Segment Start: Supplied records

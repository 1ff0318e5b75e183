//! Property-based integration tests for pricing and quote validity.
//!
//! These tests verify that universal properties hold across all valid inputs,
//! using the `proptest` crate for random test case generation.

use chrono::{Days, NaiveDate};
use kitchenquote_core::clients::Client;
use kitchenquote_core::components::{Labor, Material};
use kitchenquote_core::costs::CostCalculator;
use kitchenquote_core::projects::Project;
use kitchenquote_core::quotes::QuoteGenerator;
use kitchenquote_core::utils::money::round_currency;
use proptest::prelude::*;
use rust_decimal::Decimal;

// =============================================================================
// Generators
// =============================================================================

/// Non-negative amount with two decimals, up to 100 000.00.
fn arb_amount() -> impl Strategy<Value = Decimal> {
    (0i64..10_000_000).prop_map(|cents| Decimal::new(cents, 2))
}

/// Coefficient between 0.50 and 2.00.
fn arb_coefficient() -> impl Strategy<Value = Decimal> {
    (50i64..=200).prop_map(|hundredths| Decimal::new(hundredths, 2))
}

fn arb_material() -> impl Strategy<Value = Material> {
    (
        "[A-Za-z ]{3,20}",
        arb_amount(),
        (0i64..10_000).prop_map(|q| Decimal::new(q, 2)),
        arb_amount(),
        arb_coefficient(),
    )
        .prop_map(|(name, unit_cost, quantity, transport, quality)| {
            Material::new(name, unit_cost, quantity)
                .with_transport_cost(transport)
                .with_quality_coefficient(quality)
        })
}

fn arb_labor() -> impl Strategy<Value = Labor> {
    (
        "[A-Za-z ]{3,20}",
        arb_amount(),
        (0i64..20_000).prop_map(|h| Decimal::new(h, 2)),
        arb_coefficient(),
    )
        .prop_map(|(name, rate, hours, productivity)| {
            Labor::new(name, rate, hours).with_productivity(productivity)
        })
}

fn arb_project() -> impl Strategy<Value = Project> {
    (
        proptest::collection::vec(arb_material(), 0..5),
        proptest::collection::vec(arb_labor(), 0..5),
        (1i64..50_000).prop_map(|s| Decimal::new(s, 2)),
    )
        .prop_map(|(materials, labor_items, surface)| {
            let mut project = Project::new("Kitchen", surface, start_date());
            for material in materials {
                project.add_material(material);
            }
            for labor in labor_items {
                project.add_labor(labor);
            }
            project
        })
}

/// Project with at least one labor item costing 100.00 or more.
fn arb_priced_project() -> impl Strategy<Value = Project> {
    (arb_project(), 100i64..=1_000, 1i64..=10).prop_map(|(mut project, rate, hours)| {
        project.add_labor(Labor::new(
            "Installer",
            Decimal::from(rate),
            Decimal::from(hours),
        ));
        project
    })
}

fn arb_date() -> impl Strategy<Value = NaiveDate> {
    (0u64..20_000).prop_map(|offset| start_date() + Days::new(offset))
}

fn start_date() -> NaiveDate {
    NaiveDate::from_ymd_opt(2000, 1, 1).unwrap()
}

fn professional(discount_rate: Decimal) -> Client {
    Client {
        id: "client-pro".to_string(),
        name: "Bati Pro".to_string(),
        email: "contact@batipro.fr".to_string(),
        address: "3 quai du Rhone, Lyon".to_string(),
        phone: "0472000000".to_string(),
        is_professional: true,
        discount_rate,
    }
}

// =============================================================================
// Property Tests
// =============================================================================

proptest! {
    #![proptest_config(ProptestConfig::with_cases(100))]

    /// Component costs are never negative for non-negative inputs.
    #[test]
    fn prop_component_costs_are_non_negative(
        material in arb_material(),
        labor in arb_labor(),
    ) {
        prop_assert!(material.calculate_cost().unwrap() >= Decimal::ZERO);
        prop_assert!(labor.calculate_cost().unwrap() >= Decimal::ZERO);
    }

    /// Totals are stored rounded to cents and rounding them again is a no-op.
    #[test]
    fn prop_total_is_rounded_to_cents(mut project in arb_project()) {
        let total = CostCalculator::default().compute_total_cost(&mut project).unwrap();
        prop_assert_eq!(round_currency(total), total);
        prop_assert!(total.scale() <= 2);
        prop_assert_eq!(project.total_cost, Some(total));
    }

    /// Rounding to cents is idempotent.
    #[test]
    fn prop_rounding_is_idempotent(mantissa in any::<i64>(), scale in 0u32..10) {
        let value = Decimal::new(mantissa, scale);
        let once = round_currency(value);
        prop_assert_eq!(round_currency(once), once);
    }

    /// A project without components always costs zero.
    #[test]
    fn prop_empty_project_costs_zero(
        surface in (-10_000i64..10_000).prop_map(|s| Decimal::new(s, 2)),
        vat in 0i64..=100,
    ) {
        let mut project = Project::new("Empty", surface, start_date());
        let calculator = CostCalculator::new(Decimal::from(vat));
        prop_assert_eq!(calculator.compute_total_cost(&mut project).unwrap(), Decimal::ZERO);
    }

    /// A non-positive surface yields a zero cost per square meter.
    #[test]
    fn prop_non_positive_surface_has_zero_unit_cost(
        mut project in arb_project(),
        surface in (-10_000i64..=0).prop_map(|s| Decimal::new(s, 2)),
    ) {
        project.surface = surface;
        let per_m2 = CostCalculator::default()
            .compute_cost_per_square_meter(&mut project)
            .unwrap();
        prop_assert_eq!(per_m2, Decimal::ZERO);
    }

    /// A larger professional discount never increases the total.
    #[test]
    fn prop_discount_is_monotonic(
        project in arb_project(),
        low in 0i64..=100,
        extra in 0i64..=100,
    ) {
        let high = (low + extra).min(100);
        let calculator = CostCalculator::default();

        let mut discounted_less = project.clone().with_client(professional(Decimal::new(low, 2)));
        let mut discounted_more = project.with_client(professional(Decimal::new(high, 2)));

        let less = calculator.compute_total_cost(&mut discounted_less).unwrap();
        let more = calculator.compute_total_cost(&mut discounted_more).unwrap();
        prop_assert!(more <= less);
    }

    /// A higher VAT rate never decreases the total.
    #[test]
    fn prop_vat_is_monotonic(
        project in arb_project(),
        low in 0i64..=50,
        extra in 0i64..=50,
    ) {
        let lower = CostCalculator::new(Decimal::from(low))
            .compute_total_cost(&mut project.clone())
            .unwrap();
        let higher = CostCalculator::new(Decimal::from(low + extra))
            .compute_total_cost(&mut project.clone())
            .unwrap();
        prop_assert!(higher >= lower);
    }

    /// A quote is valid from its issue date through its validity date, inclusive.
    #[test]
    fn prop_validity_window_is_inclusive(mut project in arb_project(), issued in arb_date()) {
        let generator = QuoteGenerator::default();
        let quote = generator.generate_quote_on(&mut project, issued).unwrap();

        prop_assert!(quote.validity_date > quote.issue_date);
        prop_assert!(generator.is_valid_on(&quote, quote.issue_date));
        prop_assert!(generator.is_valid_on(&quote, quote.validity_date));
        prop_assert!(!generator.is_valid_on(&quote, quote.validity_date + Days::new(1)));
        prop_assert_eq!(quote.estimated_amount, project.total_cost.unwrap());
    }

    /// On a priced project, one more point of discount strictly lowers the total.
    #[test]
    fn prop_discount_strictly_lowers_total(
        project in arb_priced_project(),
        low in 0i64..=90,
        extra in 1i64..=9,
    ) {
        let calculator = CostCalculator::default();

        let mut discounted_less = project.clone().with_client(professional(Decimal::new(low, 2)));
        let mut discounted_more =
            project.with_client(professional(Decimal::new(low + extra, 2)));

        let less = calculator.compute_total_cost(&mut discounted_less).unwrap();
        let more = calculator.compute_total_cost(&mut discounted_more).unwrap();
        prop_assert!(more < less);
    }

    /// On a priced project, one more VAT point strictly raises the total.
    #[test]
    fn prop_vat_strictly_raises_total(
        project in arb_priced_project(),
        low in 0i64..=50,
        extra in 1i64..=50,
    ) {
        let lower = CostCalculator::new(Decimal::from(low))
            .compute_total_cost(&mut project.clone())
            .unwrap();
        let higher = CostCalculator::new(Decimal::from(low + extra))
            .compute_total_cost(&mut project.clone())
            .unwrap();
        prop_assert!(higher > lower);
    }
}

Segment End: Supplied records

_Activity_. From the first line of the records through the line with "test case generation.", retype everything word for word, including both ends.

_Response to the task_.
repository 1ff0318e5b75e183
//! Property-based integration tests for pricing and quote validity.
//!
//! These tests verify that universal properties hold across all valid inputs,
//! using the `proptest` crate for random test case generation.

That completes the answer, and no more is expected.